#### DATA ####
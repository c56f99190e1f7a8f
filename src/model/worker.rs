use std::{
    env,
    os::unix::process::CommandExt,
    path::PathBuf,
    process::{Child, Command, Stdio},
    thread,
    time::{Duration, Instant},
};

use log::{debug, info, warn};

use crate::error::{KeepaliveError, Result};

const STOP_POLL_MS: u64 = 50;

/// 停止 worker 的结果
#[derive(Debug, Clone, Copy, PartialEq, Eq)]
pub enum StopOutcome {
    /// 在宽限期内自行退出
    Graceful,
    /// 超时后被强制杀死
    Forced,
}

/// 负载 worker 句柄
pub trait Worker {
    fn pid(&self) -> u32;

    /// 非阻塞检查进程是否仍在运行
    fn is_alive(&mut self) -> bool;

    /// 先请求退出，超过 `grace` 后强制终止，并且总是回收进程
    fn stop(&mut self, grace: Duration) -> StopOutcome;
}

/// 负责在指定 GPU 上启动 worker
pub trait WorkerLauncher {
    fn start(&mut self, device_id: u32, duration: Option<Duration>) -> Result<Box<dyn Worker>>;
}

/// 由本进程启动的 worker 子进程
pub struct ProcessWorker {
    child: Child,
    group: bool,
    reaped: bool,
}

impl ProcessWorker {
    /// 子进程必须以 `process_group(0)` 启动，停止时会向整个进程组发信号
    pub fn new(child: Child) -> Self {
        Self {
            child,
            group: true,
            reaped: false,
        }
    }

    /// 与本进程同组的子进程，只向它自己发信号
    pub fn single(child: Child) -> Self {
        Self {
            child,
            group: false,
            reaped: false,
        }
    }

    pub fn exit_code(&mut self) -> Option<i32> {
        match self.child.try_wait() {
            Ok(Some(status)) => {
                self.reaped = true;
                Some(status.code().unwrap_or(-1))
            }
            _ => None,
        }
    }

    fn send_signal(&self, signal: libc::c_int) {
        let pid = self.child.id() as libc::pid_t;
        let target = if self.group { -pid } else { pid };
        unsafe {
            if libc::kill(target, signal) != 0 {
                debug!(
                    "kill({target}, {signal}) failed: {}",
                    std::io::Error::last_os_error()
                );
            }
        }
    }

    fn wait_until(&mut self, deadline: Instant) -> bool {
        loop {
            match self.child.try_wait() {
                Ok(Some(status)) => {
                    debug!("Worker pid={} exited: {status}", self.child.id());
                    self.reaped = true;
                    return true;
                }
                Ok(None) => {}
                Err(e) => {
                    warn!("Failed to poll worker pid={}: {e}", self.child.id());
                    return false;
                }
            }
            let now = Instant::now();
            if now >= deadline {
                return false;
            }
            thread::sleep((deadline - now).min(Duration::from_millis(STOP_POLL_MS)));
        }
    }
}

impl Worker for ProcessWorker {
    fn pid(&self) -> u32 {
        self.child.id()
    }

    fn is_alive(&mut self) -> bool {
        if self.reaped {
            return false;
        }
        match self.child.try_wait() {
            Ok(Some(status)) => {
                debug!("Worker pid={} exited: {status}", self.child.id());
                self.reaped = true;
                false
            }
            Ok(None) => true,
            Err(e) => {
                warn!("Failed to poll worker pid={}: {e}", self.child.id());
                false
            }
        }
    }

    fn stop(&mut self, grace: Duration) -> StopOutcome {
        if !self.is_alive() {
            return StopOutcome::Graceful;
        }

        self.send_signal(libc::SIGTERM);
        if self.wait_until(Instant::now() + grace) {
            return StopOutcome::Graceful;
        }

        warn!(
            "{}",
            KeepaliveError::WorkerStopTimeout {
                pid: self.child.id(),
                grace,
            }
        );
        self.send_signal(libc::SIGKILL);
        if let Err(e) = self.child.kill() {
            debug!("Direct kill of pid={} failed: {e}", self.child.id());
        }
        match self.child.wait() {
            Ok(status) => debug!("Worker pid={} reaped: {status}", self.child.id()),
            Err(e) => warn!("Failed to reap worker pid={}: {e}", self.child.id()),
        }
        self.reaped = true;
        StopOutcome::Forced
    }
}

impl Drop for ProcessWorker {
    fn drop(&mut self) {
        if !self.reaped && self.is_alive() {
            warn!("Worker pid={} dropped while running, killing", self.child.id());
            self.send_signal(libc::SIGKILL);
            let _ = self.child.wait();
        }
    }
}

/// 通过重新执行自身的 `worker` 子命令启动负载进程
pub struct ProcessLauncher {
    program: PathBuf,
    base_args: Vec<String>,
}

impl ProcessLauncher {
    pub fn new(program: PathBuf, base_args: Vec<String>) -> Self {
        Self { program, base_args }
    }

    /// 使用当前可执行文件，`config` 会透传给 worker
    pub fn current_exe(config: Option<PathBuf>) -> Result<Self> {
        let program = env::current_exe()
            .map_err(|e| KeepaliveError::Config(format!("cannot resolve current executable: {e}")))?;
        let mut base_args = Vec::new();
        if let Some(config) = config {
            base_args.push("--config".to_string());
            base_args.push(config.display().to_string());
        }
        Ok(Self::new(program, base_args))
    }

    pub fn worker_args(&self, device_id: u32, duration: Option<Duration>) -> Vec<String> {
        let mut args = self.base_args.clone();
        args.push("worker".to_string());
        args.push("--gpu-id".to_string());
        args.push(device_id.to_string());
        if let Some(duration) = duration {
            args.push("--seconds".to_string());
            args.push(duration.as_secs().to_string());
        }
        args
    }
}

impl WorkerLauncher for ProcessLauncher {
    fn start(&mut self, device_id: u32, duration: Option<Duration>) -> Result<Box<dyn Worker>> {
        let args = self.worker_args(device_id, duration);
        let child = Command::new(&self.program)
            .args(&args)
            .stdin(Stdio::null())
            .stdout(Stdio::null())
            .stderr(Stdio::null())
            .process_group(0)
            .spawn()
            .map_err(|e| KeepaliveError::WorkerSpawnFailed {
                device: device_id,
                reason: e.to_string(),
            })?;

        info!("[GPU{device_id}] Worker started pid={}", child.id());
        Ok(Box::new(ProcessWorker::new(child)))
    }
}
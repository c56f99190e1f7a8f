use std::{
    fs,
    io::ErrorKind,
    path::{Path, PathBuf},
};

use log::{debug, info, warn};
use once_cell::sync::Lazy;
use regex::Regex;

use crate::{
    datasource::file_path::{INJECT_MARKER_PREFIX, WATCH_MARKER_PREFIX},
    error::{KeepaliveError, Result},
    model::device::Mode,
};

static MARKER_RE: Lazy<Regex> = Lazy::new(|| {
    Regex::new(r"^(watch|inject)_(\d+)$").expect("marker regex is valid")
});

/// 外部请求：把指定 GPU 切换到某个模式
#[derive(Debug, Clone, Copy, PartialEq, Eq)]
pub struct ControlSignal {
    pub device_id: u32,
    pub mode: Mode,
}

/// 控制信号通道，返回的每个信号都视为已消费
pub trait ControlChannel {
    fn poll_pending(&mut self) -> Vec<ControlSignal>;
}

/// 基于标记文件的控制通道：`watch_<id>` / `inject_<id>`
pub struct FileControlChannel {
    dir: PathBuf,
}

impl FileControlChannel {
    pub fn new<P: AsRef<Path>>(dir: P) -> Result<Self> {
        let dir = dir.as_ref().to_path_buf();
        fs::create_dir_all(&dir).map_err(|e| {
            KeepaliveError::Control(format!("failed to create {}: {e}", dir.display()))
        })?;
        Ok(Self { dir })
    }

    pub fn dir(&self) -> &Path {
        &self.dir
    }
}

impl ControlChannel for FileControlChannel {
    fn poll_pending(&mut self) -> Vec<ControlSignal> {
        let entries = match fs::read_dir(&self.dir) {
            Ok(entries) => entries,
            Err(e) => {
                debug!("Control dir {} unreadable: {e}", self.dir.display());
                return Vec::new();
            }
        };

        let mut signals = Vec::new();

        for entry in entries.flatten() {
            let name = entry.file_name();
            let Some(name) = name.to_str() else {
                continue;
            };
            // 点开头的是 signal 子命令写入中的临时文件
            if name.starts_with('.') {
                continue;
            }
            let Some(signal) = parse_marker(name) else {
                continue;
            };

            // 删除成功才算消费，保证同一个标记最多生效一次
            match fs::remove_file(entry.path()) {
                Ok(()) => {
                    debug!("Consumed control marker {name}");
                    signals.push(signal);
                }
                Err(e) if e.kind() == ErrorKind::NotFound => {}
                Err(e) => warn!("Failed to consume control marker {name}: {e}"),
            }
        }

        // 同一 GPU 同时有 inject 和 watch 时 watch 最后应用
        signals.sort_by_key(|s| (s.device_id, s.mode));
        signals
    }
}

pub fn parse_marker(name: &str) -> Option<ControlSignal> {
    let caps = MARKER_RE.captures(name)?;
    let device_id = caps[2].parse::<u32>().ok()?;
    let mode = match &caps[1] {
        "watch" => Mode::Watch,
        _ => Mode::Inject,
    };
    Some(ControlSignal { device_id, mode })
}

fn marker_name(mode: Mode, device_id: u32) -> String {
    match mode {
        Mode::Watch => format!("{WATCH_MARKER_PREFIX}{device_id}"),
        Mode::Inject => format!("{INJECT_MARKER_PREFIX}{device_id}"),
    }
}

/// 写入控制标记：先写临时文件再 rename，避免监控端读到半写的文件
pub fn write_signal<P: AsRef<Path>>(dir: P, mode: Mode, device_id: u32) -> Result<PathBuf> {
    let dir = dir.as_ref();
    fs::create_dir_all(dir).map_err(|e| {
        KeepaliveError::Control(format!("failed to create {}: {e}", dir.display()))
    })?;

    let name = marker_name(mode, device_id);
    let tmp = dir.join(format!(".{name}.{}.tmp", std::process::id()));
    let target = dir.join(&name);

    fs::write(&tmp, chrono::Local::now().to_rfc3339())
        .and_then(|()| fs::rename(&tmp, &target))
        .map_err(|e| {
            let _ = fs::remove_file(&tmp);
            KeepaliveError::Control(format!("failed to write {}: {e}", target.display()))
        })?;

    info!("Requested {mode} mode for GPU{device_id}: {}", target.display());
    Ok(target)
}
####
> [EXERCISE AIM]:
What lines above contain the word "struct"? Return each such line.

> [WRITTEN SOLUTION]:
pub struct ProcessWorker {
pub struct ProcessLauncher {
pub struct ControlSignal {
pub struct FileControlChannel {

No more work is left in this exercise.